Work required: Look below. Copy each line that has "CaptureHandle" in it.

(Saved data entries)
Content starts

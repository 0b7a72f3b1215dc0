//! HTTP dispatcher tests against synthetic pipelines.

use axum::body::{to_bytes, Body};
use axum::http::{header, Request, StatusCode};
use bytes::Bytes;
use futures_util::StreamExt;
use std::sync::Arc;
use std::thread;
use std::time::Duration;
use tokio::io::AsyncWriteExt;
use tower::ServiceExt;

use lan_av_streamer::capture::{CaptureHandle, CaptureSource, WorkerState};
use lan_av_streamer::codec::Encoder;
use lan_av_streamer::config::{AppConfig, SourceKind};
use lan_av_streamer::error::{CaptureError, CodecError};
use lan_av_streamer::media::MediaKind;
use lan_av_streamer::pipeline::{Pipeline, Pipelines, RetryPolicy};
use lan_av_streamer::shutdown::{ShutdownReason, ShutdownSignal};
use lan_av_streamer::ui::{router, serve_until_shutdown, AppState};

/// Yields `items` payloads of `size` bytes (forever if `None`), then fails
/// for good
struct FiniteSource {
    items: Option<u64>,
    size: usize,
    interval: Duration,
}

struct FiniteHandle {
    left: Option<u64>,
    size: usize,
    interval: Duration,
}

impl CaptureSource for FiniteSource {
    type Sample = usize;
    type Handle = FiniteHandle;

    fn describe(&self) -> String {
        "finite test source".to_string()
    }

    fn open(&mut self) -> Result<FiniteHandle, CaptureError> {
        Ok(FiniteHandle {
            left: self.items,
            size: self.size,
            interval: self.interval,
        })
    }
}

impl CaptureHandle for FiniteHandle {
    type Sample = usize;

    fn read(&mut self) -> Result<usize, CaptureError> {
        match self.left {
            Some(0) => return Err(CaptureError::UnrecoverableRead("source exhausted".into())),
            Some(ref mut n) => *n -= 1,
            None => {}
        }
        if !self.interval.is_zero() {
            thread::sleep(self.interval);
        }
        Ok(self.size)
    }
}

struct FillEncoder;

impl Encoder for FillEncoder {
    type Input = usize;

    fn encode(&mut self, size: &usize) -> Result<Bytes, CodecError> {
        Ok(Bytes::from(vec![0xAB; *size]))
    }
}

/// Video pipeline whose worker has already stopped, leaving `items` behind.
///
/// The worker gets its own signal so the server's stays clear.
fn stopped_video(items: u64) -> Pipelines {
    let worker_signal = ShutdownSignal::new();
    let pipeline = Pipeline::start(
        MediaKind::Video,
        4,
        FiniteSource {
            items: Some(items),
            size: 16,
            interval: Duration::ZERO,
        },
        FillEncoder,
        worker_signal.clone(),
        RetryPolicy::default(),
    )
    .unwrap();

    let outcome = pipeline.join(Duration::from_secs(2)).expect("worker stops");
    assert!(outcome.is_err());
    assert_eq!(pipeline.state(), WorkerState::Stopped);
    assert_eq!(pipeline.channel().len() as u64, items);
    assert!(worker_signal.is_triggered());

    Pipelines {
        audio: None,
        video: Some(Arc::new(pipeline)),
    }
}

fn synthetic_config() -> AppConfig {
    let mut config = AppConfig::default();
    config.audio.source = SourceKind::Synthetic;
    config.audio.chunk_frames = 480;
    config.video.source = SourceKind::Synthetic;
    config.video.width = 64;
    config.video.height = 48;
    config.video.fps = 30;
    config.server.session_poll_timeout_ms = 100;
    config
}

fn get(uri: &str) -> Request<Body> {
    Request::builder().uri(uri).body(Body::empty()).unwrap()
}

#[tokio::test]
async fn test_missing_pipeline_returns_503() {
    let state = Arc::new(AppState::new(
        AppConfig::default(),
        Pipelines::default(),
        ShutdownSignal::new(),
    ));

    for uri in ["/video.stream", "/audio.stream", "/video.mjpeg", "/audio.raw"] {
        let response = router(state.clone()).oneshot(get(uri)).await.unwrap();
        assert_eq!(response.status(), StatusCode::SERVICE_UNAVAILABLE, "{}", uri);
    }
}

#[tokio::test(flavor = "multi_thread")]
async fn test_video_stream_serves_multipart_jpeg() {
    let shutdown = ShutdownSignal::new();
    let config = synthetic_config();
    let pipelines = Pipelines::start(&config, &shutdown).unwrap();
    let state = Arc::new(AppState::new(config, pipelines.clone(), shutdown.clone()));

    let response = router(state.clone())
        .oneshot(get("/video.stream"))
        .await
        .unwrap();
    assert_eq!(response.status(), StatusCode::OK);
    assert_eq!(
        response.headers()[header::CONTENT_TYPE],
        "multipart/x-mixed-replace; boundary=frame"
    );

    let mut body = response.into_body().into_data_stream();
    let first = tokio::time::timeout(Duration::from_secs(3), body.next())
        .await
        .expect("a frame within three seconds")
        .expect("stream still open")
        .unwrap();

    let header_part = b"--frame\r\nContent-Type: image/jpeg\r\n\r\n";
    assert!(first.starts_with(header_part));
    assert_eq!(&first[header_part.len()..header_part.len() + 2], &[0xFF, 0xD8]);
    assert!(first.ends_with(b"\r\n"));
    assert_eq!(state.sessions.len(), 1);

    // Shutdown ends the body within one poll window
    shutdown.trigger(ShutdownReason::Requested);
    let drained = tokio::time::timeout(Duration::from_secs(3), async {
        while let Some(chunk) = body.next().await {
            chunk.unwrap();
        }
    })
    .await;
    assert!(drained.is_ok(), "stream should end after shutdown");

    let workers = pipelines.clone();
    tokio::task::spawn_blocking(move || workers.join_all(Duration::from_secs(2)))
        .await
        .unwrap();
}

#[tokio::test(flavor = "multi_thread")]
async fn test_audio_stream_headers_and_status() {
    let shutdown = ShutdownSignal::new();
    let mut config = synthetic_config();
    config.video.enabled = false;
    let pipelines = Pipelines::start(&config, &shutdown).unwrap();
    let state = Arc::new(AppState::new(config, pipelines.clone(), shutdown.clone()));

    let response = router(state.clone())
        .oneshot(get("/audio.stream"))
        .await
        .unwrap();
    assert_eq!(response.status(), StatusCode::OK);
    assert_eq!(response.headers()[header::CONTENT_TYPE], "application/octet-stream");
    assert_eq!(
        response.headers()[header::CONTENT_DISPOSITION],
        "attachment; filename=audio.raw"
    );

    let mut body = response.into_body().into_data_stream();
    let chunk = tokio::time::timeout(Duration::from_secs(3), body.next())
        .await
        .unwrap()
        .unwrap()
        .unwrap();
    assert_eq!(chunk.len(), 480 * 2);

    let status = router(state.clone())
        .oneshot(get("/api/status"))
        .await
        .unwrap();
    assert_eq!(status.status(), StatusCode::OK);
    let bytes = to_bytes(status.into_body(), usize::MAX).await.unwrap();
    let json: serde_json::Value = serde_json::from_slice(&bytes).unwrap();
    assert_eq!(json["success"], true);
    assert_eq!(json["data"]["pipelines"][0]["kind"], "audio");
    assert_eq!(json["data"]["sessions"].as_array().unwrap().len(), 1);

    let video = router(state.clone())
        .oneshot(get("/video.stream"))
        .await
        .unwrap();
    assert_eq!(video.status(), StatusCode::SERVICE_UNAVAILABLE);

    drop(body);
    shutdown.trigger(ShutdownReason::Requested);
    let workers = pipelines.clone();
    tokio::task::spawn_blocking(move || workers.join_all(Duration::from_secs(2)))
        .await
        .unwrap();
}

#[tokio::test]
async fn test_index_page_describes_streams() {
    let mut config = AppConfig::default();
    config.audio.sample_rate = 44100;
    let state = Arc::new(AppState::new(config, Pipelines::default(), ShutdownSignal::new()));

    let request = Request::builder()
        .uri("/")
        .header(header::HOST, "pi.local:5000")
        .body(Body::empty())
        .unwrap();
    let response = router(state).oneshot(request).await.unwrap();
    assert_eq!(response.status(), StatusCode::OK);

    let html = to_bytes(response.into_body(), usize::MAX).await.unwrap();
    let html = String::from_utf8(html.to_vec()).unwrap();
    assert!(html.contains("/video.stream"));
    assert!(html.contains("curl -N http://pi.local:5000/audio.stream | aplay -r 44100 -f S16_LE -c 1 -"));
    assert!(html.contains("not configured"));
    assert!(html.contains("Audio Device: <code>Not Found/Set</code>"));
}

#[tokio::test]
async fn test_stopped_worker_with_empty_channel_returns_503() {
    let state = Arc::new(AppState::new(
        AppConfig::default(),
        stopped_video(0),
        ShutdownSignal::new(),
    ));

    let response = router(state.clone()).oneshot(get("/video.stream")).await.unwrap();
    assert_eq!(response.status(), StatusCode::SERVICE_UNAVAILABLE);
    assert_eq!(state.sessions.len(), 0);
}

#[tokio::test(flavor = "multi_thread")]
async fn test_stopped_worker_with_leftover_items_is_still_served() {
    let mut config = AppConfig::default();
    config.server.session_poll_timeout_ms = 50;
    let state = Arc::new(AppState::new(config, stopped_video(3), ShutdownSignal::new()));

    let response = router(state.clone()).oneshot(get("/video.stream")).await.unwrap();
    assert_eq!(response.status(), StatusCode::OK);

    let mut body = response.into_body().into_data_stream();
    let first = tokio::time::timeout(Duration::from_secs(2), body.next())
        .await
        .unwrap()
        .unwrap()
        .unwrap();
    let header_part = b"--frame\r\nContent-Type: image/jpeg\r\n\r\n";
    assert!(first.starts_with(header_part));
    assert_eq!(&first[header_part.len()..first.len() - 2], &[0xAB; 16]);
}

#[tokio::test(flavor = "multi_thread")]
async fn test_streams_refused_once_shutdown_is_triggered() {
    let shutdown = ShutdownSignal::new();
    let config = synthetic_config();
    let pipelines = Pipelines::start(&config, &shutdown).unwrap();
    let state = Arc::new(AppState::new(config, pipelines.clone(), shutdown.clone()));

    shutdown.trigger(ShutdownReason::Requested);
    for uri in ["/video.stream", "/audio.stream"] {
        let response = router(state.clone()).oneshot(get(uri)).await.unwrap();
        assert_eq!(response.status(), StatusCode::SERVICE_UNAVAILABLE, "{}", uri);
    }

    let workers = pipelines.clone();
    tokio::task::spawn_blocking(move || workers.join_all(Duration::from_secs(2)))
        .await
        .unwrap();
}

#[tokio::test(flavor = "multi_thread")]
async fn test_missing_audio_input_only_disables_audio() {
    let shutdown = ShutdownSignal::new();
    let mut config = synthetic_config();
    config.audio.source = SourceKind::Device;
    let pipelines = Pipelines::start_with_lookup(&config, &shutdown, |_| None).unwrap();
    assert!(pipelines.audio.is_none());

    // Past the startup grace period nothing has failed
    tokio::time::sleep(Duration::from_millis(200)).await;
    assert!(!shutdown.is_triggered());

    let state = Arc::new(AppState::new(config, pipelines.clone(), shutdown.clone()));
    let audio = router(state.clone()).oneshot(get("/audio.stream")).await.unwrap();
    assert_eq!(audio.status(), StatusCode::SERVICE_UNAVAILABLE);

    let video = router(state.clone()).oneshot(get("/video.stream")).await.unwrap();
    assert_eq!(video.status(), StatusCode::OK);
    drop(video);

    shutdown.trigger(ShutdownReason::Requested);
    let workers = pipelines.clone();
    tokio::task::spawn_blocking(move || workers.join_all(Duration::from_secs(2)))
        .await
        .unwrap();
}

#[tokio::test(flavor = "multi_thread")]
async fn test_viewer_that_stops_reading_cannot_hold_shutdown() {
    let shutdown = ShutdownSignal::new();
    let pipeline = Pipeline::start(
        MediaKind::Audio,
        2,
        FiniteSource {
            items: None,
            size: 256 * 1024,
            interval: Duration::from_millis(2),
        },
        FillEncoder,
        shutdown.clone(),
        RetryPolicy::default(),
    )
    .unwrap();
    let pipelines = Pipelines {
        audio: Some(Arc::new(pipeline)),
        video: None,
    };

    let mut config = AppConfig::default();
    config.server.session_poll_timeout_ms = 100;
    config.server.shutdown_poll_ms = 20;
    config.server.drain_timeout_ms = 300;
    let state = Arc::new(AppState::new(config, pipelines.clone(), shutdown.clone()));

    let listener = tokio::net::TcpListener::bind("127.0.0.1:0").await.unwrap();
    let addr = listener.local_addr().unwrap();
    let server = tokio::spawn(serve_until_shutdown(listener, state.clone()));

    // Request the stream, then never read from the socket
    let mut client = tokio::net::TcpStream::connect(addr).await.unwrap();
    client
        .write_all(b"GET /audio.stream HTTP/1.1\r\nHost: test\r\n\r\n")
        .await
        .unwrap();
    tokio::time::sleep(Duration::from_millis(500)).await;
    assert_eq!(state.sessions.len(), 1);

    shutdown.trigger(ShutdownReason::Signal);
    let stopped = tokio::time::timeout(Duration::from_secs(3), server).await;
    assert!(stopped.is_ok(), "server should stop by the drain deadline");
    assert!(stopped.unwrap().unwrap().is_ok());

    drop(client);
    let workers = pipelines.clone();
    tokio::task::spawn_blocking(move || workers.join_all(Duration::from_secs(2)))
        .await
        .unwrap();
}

Content ends

Answer for the task:
use lan_av_streamer::capture::{CaptureHandle, CaptureSource, WorkerState};
impl CaptureHandle for FiniteHandle {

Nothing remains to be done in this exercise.